= Rick Kaminski =

American stadium food hawker

Kaminski's death was noted with a cover feature in the September 2011 edition of the independent Mariners magazine The Grand Salami.

Richard J. "Rick" Kaminski (1944–2011) was a printer, real estate agent, and stadium food hawker. Kaminski is best remembered as "The Peanut Man", a comedic trick-toss expert who used a variety of styles to hurl packages of peanuts to customers in the stands of the Kingdome and Safeco Field at the games of the Seattle Mariners for more than three decades. Kaminski practiced his unique art from the time of the team's entry into the ranks of Major League Baseball in 1977 until the time of his death, during which time he became one of the informal public faces of the franchise.

==Biography==

===Early years===
Kaminski was born in Seattle, Washington, in 1944. Kaminski attended King's Garden, a private Christian school in North Seattle before graduating from Seattle's Lincoln High School, Class of 1962. In high school Kaminski was a right-handed pitcher on the baseball team — an athletic assignment that would train him well for future endeavors.

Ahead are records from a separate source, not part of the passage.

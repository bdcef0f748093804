//! API dialects spoken by *arr servers.
//!
//! A server is classified once, from the version string it reports on its
//! status endpoint. Every URL prefix and dialect-specific field name is a
//! pure function of the resulting [`Dialect`].

use serde::{Deserialize, Serialize};
use std::fmt;

/// API generation of a server instance.
#[derive(Debug, Clone, Copy, PartialEq, Eq, Hash, Serialize, Deserialize)]
#[serde(rename_all = "lowercase")]
pub enum Dialect {
    /// Music and book managers, served under `/api/v1`.
    V1,
    /// Version 2 servers (and v3 builds keeping the v2 layout), under `/api`.
    Legacy,
    /// Version 3 servers, under `/api/v3`.
    V3,
    /// Version 4 and later. Same prefix as V3, without language profiles.
    V4,
}

impl Dialect {
    /// Classify a reported version string.
    ///
    /// `force_v1` wins over the version number. Otherwise the leading
    /// major number decides: up to 2 is legacy, 3 is V3, anything newer V4.
    /// Returns `None` when no major number can be read.
    pub fn classify(version: &str, force_v1: bool) -> Option<Self> {
        if force_v1 {
            return Some(Self::V1);
        }
        let major: String = version
            .trim()
            .chars()
            .take_while(|c| c.is_ascii_digit())
            .collect();
        match major.parse::<u32>().ok()? {
            0..=2 => Some(Self::Legacy),
            3 => Some(Self::V3),
            _ => Some(Self::V4),
        }
    }

    /// Dialects to probe, newest layout first.
    pub fn probe_order(force_v1: bool) -> &'static [Dialect] {
        if force_v1 {
            &[Self::V1]
        } else {
            &[Self::V3, Self::Legacy]
        }
    }

    /// URL prefix for every endpoint.
    pub fn prefix(self) -> &'static str {
        match self {
            Self::V1 => "/api/v1",
            Self::Legacy => "/api",
            Self::V3 | Self::V4 => "/api/v3",
        }
    }

    /// Resource name of quality profiles.
    pub fn quality_profile_resource(self) -> &'static str {
        match self {
            Self::Legacy => "profile",
            _ => "qualityProfile",
        }
    }

    /// Payload field carrying an item's quality profile id.
    pub fn quality_profile_field(self) -> &'static str {
        match self {
            Self::Legacy => "profileId",
            _ => "qualityProfileId",
        }
    }

    /// Whether `tag/detail` endpoints exist.
    pub fn supports_tag_detail(self) -> bool {
        !matches!(self, Self::Legacy)
    }

    /// Whether the server still has language profiles.
    pub fn has_language_profiles(self) -> bool {
        matches!(self, Self::Legacy | Self::V3)
    }
}

impl fmt::Display for Dialect {
    fn fmt(&self, f: &mut fmt::Formatter<'_>) -> fmt::Result {
        match self {
            Self::V1 => write!(f, "v1"),
            Self::Legacy => write!(f, "legacy"),
            Self::V3 => write!(f, "v3"),
            Self::V4 => write!(f, "v4"),
        }
    }
}

#[cfg(test)]
mod tests {
    use super::*;

    #[test]
    fn test_classify_by_major() {
        assert_eq!(Dialect::classify("0.2.0.1358", false), Some(Dialect::Legacy));
        assert_eq!(Dialect::classify("2.0.0.5344", false), Some(Dialect::Legacy));
        assert_eq!(Dialect::classify("3.2.2.5080", false), Some(Dialect::V3));
        assert_eq!(Dialect::classify("4.0.0.5831", false), Some(Dialect::V4));
        assert_eq!(Dialect::classify("5.3.6.8612", false), Some(Dialect::V4));
    }

    #[test]
    fn test_classify_forced_v1() {
        assert_eq!(Dialect::classify("3.2.2.5080", true), Some(Dialect::V1));
        assert_eq!(Dialect::classify("", true), Some(Dialect::V1));
    }

    #[test]
    fn test_classify_unreadable() {
        assert_eq!(Dialect::classify("", false), None);
        assert_eq!(Dialect::classify("nightly", false), None);
    }

    #[test]
    fn test_prefixes() {
        assert_eq!(Dialect::V1.prefix(), "/api/v1");
        assert_eq!(Dialect::Legacy.prefix(), "/api");
        assert_eq!(Dialect::V3.prefix(), "/api/v3");
        assert_eq!(Dialect::V4.prefix(), "/api/v3");
    }

    #[test]
    fn test_field_names() {
        assert_eq!(Dialect::Legacy.quality_profile_resource(), "profile");
        assert_eq!(Dialect::Legacy.quality_profile_field(), "profileId");
        assert_eq!(Dialect::V3.quality_profile_resource(), "qualityProfile");
        assert_eq!(Dialect::V1.quality_profile_field(), "qualityProfileId");
        assert!(!Dialect::Legacy.supports_tag_detail());
        assert!(Dialect::V4.supports_tag_detail());
        assert!(Dialect::V3.has_language_profiles());
        assert!(!Dialect::V4.has_language_profiles());
        assert!(!Dialect::V1.has_language_profiles());
    }

    #[test]
    fn test_probe_order() {
        assert_eq!(Dialect::probe_order(true), &[Dialect::V1]);
        assert_eq!(Dialect::probe_order(false), &[Dialect::V3, Dialect::Legacy]);
    }
}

Kaminski was a veteran of the United States Army during the Vietnam War. Following his return from his stint in the Army, Kaminski returned to his native Seattle and enrolled at Shoreline Community College, located just north of the city. There he was elected class president in 1973.

===Career===

In 1977, Seattle was granted a new franchise and team by Major League Baseball to replace the departed Seattle Pilots, eight years before, who played the 1969 baseball season here before departing to become the Milwaukee Brewers. Kaminski, who was working as a printer with designs on becoming an attorney in the future, took a part-time job as a food vendor in the stands of the King County Stadium for the new franchise, the Seattle Mariners.

Kaminski began his storied career as a stadium hawker selling beer — one of the more lucrative sales tasks for the commissioned vendors. However, after missing a number of shifts in order to play competitive tennis, he was demoted to selling lower-priced items.

Selling each bag of peanuts proved time-consuming, as money was slowly passed from hand to hand, after which the product slowly made the trip in the other direction. In an effort to speed up this process, Kaminski began launching peanut bags through the air to his customers, a technique which proved to be not only faster but which entertained the crowd, boosting sales. Speeding up the process further, in later years Kaminski frequently made use of a tennis ball into which was cut a slit for the insertion of cash for the aerial completion of financial transactions.

Over time Kaminski developed a repertoire of fancier and even-more-entertaining throws, made with such flair and prowess that his tosses were occasionally documented on ESPN SportsCenter's nightly highlight reels. He was known not only for his uncanny accuracy but also for a steady stream of humorous banter which he exchanged with fans.

Kaminski's trademark peanut toss was a behind-the-back line drive thrown for distance with velocity — with a Mariners scout clocking one such Kaminski throw at 72 mph with a radar gun. Other Kaminski creations included the "Sky Bag", the "Curve Bag", the "Long Bomb", and the "No-Look Behind The Back."

Coincident with his job as a peanut vendor, Kaminski worked as a Seattle real estate broker. When a fan asked him in the late 1980s why he needed two jobs, Rick replied, "A man can't live on peanuts alone."

===Death and legacy===

Kaminski died July 26, 2011, in Seattle of a brain aneurysm.

Kaminski's career was remembered at the time of his death in a statement by Mariners president Chuck Armstrong, who recalled:

Rick was a fixture at Seattle sporting events for as long as I can remember. His speed and accuracy with a bag of peanuts was matched by his quick wit and smile. He always seemed happy to see you, even if he was meeting you for the first time.
— Chuck Armstrong, KOMO-TV

The root of Kaminski's iconic status was analyzed by one Safeco denizen:

He talked quickly, in a high-pitched, slightly-nasally voice, and he didn't shy away from a little flirty talk with the ladies. He'd sometimes make comments that are likely not in the Mariner Vendors Handbook — never lewd, mind you, but if you were following the thread, not G-rated either. Rick was an individual. And that's why he was beloved. Not the speed of his peanut throws, not his banter, not his 34 years of service. It's that he was unique. It's that he took something boring and made it into something joyful. That's called art, folks. He turned his job into art.
— Seth Kolloen, The SunBreak

Kaminski's death was marked by the team with a moment of silence prior to the playing of the national anthem at the July 29, 2011, Mariners game against the visiting Tampa Bay Rays. Following this brief memorial, Mariners vendors further paid tribute to Kaminski by hurling ceremonial bags of peanuts into the crowd. Kaminski memorabilia was displayed by the team in its baseball museum and hall of fame at Safeco Field for the duration of the 2011 campaign.